• **WHAT TO DO**
From the entries that follow, copy each line containing the word "HeaderValue".

• **DATA FOR REVIEW**
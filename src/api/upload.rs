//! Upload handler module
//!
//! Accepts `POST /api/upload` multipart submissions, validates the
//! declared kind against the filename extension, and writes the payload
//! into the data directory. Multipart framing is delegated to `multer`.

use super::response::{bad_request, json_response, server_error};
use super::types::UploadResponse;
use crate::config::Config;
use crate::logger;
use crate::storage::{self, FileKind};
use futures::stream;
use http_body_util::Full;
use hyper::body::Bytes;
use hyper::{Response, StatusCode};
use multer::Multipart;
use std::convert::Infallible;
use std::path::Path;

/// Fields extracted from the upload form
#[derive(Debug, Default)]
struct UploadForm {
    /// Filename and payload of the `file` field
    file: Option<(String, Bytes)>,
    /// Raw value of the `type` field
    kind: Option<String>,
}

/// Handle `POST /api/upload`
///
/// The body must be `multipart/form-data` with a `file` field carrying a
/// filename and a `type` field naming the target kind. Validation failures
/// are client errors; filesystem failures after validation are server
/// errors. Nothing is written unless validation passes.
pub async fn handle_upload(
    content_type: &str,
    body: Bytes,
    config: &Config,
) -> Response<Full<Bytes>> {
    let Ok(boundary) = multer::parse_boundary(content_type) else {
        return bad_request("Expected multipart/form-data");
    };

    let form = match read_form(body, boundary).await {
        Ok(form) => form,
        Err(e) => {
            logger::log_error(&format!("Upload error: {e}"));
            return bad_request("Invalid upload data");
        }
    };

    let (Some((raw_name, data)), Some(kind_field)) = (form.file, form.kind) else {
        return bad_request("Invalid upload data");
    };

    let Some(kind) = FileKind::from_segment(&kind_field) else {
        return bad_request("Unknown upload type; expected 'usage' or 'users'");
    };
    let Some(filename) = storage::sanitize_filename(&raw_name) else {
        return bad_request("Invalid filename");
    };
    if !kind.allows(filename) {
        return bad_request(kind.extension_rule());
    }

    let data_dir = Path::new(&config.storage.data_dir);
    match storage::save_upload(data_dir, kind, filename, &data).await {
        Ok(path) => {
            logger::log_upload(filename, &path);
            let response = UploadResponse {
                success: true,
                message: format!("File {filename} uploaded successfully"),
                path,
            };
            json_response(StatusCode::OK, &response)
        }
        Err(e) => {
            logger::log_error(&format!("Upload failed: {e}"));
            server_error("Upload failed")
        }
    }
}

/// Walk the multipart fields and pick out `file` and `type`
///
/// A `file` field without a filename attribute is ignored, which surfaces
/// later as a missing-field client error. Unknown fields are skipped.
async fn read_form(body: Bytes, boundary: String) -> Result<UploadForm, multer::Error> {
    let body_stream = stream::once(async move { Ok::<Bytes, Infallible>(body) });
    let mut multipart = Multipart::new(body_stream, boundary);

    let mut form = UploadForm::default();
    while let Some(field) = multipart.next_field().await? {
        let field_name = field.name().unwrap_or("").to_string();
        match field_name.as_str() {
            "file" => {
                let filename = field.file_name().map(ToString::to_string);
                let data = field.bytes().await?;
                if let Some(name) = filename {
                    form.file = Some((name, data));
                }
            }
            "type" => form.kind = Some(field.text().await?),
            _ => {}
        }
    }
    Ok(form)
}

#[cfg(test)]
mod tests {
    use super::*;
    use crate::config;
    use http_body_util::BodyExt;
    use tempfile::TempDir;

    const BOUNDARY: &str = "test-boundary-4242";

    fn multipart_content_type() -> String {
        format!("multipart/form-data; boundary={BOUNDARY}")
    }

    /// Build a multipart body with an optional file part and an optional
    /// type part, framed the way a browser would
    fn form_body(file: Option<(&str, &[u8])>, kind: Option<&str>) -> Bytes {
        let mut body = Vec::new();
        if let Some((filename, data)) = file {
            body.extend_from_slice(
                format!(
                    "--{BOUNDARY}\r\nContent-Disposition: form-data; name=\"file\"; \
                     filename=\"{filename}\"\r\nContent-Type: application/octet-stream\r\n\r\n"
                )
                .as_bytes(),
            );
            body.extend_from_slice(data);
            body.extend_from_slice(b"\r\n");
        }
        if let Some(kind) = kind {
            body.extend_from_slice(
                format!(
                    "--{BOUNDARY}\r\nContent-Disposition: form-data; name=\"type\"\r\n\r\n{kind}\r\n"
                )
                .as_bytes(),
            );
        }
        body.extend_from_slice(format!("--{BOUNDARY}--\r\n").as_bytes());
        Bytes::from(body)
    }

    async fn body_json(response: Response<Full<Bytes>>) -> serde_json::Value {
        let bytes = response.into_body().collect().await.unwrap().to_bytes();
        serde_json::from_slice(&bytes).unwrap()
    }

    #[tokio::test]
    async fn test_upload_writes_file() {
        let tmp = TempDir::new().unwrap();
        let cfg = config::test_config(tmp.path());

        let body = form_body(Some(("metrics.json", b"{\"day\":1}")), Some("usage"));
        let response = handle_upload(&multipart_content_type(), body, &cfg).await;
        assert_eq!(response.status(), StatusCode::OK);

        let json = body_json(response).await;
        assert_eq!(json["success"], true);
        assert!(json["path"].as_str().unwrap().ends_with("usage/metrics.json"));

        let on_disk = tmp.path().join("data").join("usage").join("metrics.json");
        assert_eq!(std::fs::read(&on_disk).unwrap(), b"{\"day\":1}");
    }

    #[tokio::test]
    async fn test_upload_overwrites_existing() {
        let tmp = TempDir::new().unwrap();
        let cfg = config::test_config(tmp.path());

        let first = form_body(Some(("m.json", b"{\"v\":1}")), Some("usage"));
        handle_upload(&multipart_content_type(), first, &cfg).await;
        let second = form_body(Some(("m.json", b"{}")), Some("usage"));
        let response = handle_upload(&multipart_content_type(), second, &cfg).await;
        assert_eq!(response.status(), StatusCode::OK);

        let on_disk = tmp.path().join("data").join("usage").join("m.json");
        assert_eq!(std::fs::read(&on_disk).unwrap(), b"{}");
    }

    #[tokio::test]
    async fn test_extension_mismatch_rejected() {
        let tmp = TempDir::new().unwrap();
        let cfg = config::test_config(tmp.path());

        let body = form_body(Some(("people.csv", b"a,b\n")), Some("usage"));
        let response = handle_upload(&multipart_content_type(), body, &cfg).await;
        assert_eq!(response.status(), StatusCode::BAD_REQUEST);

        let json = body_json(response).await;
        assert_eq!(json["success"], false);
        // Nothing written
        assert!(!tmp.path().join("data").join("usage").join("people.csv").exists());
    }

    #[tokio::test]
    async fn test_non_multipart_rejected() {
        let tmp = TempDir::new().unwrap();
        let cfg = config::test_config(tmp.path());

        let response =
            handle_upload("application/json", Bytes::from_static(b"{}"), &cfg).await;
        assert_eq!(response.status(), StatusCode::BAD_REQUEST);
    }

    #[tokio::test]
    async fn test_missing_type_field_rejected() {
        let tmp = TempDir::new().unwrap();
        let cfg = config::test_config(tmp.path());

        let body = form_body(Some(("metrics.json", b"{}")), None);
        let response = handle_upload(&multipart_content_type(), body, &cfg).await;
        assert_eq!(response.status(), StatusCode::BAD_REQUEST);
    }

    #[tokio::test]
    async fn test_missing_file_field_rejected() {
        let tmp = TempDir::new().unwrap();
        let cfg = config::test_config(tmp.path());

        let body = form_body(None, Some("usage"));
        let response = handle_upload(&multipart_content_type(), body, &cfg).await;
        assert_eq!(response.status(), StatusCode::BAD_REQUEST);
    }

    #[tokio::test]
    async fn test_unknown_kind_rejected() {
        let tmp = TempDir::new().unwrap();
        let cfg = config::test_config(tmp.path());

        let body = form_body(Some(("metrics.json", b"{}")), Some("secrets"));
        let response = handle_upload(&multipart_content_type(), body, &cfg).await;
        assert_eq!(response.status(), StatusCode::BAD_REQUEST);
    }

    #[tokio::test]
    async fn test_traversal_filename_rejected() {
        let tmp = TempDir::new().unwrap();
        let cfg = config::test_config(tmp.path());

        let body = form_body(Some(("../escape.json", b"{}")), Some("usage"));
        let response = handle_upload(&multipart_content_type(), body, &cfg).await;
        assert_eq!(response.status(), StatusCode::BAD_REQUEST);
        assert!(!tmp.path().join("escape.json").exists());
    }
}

--

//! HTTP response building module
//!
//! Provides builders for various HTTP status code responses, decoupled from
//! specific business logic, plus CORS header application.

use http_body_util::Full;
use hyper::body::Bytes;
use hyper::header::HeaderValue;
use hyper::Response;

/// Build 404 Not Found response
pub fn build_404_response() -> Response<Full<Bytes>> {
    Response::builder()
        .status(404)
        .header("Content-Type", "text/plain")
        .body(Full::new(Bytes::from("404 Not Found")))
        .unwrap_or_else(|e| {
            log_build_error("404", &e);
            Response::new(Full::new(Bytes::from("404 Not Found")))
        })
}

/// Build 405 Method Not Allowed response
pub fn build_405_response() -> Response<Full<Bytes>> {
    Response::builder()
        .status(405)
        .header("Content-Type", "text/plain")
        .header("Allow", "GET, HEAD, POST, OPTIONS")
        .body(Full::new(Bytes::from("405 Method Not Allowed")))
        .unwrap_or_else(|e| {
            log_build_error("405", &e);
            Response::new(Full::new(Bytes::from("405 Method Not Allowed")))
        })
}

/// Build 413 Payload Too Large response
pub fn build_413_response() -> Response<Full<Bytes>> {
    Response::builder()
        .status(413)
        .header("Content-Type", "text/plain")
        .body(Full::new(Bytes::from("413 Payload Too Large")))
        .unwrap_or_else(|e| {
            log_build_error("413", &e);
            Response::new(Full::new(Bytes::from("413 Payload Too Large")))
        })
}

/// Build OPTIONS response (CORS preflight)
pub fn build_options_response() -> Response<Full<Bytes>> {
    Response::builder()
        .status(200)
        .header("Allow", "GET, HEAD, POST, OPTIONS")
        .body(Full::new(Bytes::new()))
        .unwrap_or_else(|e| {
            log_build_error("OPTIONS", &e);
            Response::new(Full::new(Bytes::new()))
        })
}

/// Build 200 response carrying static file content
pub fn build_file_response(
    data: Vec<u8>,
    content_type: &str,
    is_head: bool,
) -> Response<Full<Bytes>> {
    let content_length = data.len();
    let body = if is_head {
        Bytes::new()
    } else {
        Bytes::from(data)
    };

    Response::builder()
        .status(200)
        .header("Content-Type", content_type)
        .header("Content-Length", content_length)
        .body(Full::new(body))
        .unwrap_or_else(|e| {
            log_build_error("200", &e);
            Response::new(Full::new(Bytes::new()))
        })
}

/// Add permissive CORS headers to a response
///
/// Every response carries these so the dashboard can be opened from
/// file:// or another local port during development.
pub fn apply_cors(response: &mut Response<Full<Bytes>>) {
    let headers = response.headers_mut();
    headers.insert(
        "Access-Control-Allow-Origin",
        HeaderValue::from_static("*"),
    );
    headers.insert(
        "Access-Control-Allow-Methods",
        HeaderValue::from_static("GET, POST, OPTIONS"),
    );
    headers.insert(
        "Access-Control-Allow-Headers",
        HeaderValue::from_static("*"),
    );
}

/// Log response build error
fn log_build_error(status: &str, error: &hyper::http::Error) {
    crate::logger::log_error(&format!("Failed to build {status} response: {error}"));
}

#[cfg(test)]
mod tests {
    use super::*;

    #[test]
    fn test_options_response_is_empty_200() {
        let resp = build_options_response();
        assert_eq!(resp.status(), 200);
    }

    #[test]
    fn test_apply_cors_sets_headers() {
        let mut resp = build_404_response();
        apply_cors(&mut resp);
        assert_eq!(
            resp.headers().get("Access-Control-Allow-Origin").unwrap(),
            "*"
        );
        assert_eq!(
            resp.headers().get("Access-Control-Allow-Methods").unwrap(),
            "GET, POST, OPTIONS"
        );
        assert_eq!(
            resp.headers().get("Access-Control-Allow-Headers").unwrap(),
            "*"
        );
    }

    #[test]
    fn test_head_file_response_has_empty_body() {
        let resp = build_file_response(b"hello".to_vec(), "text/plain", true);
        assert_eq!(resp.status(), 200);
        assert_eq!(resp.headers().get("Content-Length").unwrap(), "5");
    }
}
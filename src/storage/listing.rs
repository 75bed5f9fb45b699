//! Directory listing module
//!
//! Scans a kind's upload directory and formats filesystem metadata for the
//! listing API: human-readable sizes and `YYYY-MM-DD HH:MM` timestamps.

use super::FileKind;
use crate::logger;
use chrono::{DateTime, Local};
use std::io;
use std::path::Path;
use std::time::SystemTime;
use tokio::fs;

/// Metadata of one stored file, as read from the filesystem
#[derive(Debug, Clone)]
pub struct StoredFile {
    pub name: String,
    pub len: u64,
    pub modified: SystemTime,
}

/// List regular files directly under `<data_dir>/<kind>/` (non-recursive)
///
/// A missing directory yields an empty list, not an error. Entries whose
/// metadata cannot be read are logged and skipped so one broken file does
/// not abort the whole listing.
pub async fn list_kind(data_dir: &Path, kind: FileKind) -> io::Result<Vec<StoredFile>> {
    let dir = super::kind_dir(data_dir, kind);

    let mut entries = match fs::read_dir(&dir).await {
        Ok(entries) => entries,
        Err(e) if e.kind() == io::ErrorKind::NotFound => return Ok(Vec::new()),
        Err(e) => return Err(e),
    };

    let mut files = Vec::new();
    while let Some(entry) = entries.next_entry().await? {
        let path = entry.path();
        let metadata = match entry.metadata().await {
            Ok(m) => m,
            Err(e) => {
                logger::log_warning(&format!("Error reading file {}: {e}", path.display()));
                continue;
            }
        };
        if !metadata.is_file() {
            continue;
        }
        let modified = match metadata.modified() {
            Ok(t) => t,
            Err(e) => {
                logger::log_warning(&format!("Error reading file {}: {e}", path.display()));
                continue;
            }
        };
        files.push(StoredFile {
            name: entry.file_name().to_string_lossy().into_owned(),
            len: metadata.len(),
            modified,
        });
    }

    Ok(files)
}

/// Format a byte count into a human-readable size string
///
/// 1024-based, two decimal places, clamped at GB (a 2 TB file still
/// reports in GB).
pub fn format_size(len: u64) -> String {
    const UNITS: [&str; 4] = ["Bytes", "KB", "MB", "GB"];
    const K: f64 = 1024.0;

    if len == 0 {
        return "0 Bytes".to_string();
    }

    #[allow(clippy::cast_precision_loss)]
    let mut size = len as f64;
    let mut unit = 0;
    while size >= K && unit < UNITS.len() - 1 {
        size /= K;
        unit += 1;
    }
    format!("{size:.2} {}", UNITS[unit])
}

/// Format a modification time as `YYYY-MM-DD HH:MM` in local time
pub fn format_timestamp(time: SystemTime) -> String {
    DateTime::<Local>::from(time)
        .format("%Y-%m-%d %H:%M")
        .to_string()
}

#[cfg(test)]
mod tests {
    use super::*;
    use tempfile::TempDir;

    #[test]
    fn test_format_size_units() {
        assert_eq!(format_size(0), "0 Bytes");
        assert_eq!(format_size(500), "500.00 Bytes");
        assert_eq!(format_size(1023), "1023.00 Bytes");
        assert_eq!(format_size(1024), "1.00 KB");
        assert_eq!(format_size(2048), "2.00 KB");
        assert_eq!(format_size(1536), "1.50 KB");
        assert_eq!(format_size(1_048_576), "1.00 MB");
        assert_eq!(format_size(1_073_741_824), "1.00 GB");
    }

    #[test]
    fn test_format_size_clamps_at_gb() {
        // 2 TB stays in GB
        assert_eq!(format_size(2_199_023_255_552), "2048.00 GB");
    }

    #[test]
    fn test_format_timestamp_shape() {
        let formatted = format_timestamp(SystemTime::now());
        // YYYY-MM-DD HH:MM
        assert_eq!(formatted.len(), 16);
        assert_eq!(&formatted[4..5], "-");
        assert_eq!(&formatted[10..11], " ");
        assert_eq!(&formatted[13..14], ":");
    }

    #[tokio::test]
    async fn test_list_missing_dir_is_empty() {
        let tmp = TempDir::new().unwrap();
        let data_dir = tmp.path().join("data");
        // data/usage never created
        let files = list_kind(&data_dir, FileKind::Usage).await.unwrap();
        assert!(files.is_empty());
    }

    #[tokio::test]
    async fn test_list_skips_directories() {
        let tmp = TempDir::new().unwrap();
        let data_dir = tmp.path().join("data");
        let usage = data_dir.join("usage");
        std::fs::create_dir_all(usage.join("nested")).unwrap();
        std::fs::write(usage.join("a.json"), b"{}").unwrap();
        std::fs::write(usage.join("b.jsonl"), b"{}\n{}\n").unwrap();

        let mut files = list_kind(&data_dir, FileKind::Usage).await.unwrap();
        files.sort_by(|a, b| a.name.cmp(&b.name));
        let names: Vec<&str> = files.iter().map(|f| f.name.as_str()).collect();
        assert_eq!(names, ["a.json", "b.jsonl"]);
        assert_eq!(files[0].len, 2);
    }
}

• **ANSWER FOR THE TASK**
use hyper::header::HeaderValue;
        HeaderValue::from_static("*"),
        HeaderValue::from_static("GET, POST, OPTIONS"),
        HeaderValue::from_static("*"),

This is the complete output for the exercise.